If you do choose to purchase a drawing tablet without a screen, there will be a learning curve to get used to, but it might help you save money in the long run.
How to Get Used to Drawing With a Tablet
Regardless of the kind of tablet you choose to purchase, there will still be some learning curve. You are, after all, drawing on an electronic device and not a piece of paper. It might be a little more difficult to get used to drawing on a tablet in the beginning.
But here are some of our best tips for getting used to drawing with a drawing tablet to make the process much easier.
TIP ONE: Start by drawing anything you enjoy.
There’s a saying about how you should choose a job you love and you will never have to work a day in your life. The quote can be applied to this situation, too.
You should use your drawing tablet to draw things you enjoy as you get used to using it. That way, you will feel more motivated to pick up the drawing tablet and get used to the new technology.
You’ll enjoy the process of learning how to use a drawing tablet this way. If you’re not drawing something you like, it’s going to feel more like a chore.
TIP TWO: Take some time every day to practice using the tablet.
This is an important step. You really should take the time every day to practice using it. Allocating an hour or so every day can do wonders. This will allow you to get a feel for the tablet and practicing will allow you to learn new skills.
This practice can also allow you to track how you’ve improved over time, so you can see how much easier it has become to draw using the tablet.
TIP THREE: Make sure that the tablet has all the features you need.
While most drawing tablets are compatible with modern computers and software, you will still want to double-check to make sure that the tablet you have your eye on will work with the computer you have (especially if you have an older computer) and if it has the ability to work with software such as Photoshop, Illustrator, or other key tools.
TIP FOUR: Practice some drawing exercises.

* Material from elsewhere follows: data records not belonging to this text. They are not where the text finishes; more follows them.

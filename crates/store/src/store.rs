//! The key-value blob store abstraction.

use std::collections::HashMap;

use crate::error::{Result, StoreError};

/// Durable key-value storage for opaque blobs.
///
/// Implementations must report failures as values; callers decide whether a
/// failure is fatal.
pub trait PersistentStore {
    /// Reads the blob stored under `key`, or `None` if nothing is stored.
    ///
    /// # Errors
    ///
    /// Returns an error if the blob exists but cannot be read.
    fn get(&self, key: &str) -> Result<Option<Vec<u8>>>;

    /// Replaces the blob stored under `key`.
    ///
    /// # Errors
    ///
    /// Returns an error if the write does not complete.
    fn set(&mut self, key: &str, bytes: &[u8]) -> Result<()>;

    /// Removes the blob stored under `key`. Removing a missing key succeeds.
    ///
    /// # Errors
    ///
    /// Returns an error if an existing blob cannot be removed.
    fn clear(&mut self, key: &str) -> Result<()>;
}

/// An in-memory store.
///
/// Used by tests and by `--list` dry runs. Writes can be made to fail on
/// demand to exercise persistence error paths.
///
/// # Examples
///
/// ```
/// use devboard_store::{MemoryStore, PersistentStore};
///
/// let mut store = MemoryStore::new();
/// store.set("tasks", b"[]").unwrap();
/// assert_eq!(store.get("tasks").unwrap(), Some(b"[]".to_vec()));
/// ```
#[derive(Debug, Clone, Default)]
pub struct MemoryStore {
    entries: HashMap<String, Vec<u8>>,
    fail_writes: bool,
    writes: usize,
}

impl MemoryStore {
    /// Creates an empty store.
    #[must_use]
    pub fn new() -> Self {
        Self::default()
    }

    /// Creates a store pre-populated with one entry.
    #[must_use]
    pub fn with_entry(key: &str, bytes: impl Into<Vec<u8>>) -> Self {
        let mut store = Self::new();
        store.entries.insert(key.to_string(), bytes.into());
        store
    }

    /// Makes every subsequent `set` and `clear` fail (or succeed again).
    pub fn set_fail_writes(&mut self, fail: bool) {
        self.fail_writes = fail;
    }

    /// Returns the number of successful writes so far.
    #[must_use]
    pub fn writes(&self) -> usize {
        self.writes
    }
}

impl PersistentStore for MemoryStore {
    fn get(&self, key: &str) -> Result<Option<Vec<u8>>> {
        Ok(self.entries.get(key).cloned())
    }

    fn set(&mut self, key: &str, bytes: &[u8]) -> Result<()> {
        if self.fail_writes {
            return Err(StoreError::WriteRejected {
                key: key.to_string(),
            });
        }
        self.entries.insert(key.to_string(), bytes.to_vec());
        self.writes += 1;
        Ok(())
    }

    fn clear(&mut self, key: &str) -> Result<()> {
        if self.fail_writes {
            return Err(StoreError::WriteRejected {
                key: key.to_string(),
            });
        }
        self.entries.remove(key);
        Ok(())
    }
}
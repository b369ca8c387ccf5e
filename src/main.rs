//! devboard - a terminal task board for developers.
//!
//! This is the main binary: it parses the command line, sets up logging,
//! loads the configuration and the persisted tasks, then launches the TUI.

use std::path::{Path, PathBuf};
use std::time::Instant;

use anyhow::Context;
use clap::Parser;
use devboard_config::Config;
use devboard_store::{FileStore, LoadOutcome, TaskRepository, default_data_dir};
use devboard_tui::{App, BoardController, Timings, Toasts, terminal};
use tracing::info;
use tracing_subscriber::EnvFilter;

/// Environment variable holding the log filter.
const LOG_ENV: &str = "DEVBOARD_LOG";

/// Name of the log file inside the data directory.
const LOG_FILE: &str = "devboard.log";

/// A terminal Kanban board for developer tasks.
#[derive(Debug, Parser)]
#[command(name = "devboard", version, about)]
struct Cli {
    /// Read configuration from this file instead of the default locations.
    #[arg(long, value_name = "PATH")]
    config: Option<PathBuf>,

    /// Store tasks in this directory.
    #[arg(long, value_name = "DIR")]
    data_dir: Option<PathBuf>,

    /// Clear stored tasks before starting.
    #[arg(long)]
    reset: bool,

    /// Print the board as JSON and exit.
    #[arg(long)]
    list: bool,

    /// Write the effective configuration to this file and exit.
    #[arg(long, value_name = "PATH")]
    write_config: Option<PathBuf>,
}

#[tokio::main]
async fn main() -> anyhow::Result<()> {
    let cli = Cli::parse();

    let mut config = match &cli.config {
        Some(path) => Config::load_from(path)
            .with_context(|| format!("failed to load config from {}", path.display()))?,
        None => Config::load().await.context("failed to load config")?,
    };
    if let Some(dir) = cli.data_dir {
        config.storage.data_dir = Some(dir);
    }
    if let Some(path) = &cli.write_config {
        config
            .save_to(path)
            .with_context(|| format!("failed to write config to {}", path.display()))?;
        println!("wrote {}", path.display());
        return Ok(());
    }

    let data_dir = match config.storage.resolved_data_dir() {
        Some(dir) => dir,
        None => default_data_dir()?,
    };
    let store = FileStore::with_path(data_dir.clone())?;
    init_logging(&data_dir)?;

    let mut repo = TaskRepository::new(store, config.storage.key.clone());
    if cli.reset {
        repo.clear().context("failed to clear stored tasks")?;
        info!("stored tasks cleared");
    }
    match repo.load() {
        LoadOutcome::Seeded => info!("starting with the sample board"),
        LoadOutcome::Restored { count, .. } => info!(count, "restored tasks"),
    }

    if cli.list {
        println!("{}", serde_json::to_string_pretty(&repo.snapshot())?);
        return Ok(());
    }

    let toasts = Toasts::new(config.notifications.dismiss_after(), Instant::now());
    let board = BoardController::new(repo, toasts, Timings::from(&config.ui));

    // Install panic hook to restore terminal on panic
    terminal::install_panic_hook();
    let mut terminal = terminal::setup_terminal(config.ui.mouse)?;

    let mut app = App::new(board, config);
    let result = app.run(&mut terminal).await;

    // Always restore terminal, even if app.run() failed
    terminal::restore_terminal(&mut terminal)?;

    result
}

/// Sends logs to a file in the data directory, since the TUI owns stdout.
fn init_logging(data_dir: &Path) -> anyhow::Result<()> {
    let log_file = std::fs::OpenOptions::new()
        .create(true)
        .append(true)
        .open(data_dir.join(LOG_FILE))
        .context("failed to open log file")?;

    let filter = EnvFilter::try_from_env(LOG_ENV).unwrap_or_else(|_| EnvFilter::new("info"));

    tracing_subscriber::fmt()
        .with_env_filter(filter)
        .with_writer(log_file)
        .with_ansi(false)
        .init();

    Ok(())
}
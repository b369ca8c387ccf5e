//! Main application struct and run loop.
//!
//! This module provides the `App` struct which orchestrates the TUI
//! application lifecycle including event handling, state updates, and rendering.

use std::time::Instant;

use devboard_config::Config;
use devboard_protocol::{Message, TaskStatus};
use devboard_store::PersistentStore;
use ratatui::{
    Frame,
    layout::{Alignment, Constraint, Layout, Rect},
    style::{Color, Modifier, Style},
    text::{Line, Span},
    widgets::{Block, BorderType, Borders, Paragraph},
};
use tracing::debug;

use crate::{
    AppState, Focus,
    controller::BoardController,
    drag::{DragEvent, DragOutcome},
    event::{event_to_message, poll_event},
    layout::{
        HEADER_HEIGHT, MIN_HEIGHT, MIN_HEIGHT_WITH_HEADER, MIN_WIDTH, STATUS_BAR_HEIGHT,
        TASK_CARD_HEIGHT, column_areas,
    },
    terminal::AppTerminal,
    widgets::{
        HintMode, LanePosition, calculate_scroll_offset, lane_inner_area, render_board,
        render_help_overlay, render_status_bar, render_task_form, visible_cards,
    },
};

/// The main application struct.
///
/// Owns the board controller and the UI state, and provides the main
/// event loop.
#[derive(Debug)]
pub struct App<S> {
    board: BoardController<S>,
    state: AppState,
    should_quit: bool,
    /// Last known terminal area, used for mouse hit-testing.
    last_area: Rect,
    /// Whether the header was shown in the last render (affects hit-testing).
    header_visible: bool,
    config: Config,
}
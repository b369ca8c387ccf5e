//! Status bar rendering widget.
//!
//! This module provides functions for rendering the footer status bar with
//! the newest notification and keybinding hints for the current mode.

use ratatui::{
    buffer::Buffer,
    layout::Rect,
    style::{Color, Modifier, Style},
    text::{Line, Span},
    widgets::{Block, Borders, Paragraph, Widget},
};

use crate::notify::{NotificationKind, Toast};

/// Which set of key hints to show.
#[derive(Debug, Clone, Copy, PartialEq, Eq, Default)]
pub enum HintMode {
    /// Browsing the board.
    #[default]
    Board,
    /// Carrying a lifted card with the keyboard.
    Carrying,
    /// Typing into the new-task form.
    Form,
}

impl HintMode {
    fn hints(self) -> &'static [(&'static str, &'static str)] {
        match self {
            Self::Board => &[
                ("n", "New"),
                ("m", "Move"),
                ("d", "Delete"),
                ("←→↑↓", "Navigate"),
                ("?", "Help"),
                ("Ctrl+C", "Quit"),
            ],
            Self::Carrying => &[("←→", "Carry"), ("Enter", "Drop"), ("Esc", "Cancel")],
            Self::Form => &[
                ("Enter", "Submit"),
                ("Tab", "Switch field"),
                ("Ctrl+U", "Clear"),
                ("Esc", "Cancel"),
            ],
        }
    }
}

/// Renders the status bar.
///
/// The newest notification, if any, is shown first with a `// ` prefix,
/// green for success and red for errors, followed by the key hints.
///
/// # Layout
///
/// ```text
/// ┌──────────────────────────────────────────────────────────────┐
/// │// Task deleted  |  n New  m Move  d Delete  ? Help           │
/// └──────────────────────────────────────────────────────────────┘
/// ```
///
/// # Examples
///
/// ```
/// use ratatui::buffer::Buffer;
/// use ratatui::layout::Rect;
/// use devboard_tui::widgets::{HintMode, render_status_bar};
///
/// let area = Rect::new(0, 0, 80, 3);
/// let mut buf = Buffer::empty(area);
///
/// render_status_bar(None, HintMode::Board, area, &mut buf);
/// ```
pub fn render_status_bar(toast: Option<&Toast>, mode: HintMode, area: Rect, buf: &mut Buffer) {
    let key_style = Style::default().fg(Color::Yellow);
    let text_style = Style::default().fg(Color::White);

    let mut spans = Vec::new();
    if let Some(toast) = toast {
        let color = match toast.kind {
            NotificationKind::Success => Color::Green,
            NotificationKind::Error => Color::Red,
        };
        spans.push(Span::styled(
            format!("// {}", toast.message),
            Style::default().fg(color).add_modifier(Modifier::BOLD),
        ));
        spans.push(Span::styled("  |  ", Style::default().fg(Color::DarkGray)));
    }

    for (i, (key, action)) in mode.hints().iter().enumerate() {
        if i > 0 {
            spans.push(Span::raw("  "));
        }
        spans.push(Span::styled(*key, key_style));
        spans.push(Span::styled(format!(" {action}"), text_style));
    }

    let status_bar =
        Paragraph::new(Line::from(spans)).block(Block::default().borders(Borders::ALL));

    status_bar.render(area, buf);
}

No one likes drawing exercises, but if you want to make art into a career, you will be able to get used to the drawing tablet in a lot less time if you practice some exercises.
These exercises are designed to help improve coordination and build some of your fundamental knowledge. You will get a better feel for how you should draw on the tablet.
How long you should anticipate it taking before you get used to the drawing tablet?
This is highly individual, but it usually takes most people between 1 and 4 weeks to get used to the tablet. Of course, this depends on how serious you are about using the tablet and whether or not you take the time to practice every day.
The bottom line is that drawing tablets aren’t meant to be difficult to use, though it can be more difficult to get used to non-display tablets as opposed to ones that have a screen.
Tablets with screens are generally considered to be much easier to use and are recommended for beginners. It will take some time for you to get completely used to drawing on a tablet as opposed to a piece of paper, but with enough practice, this will be a breeze.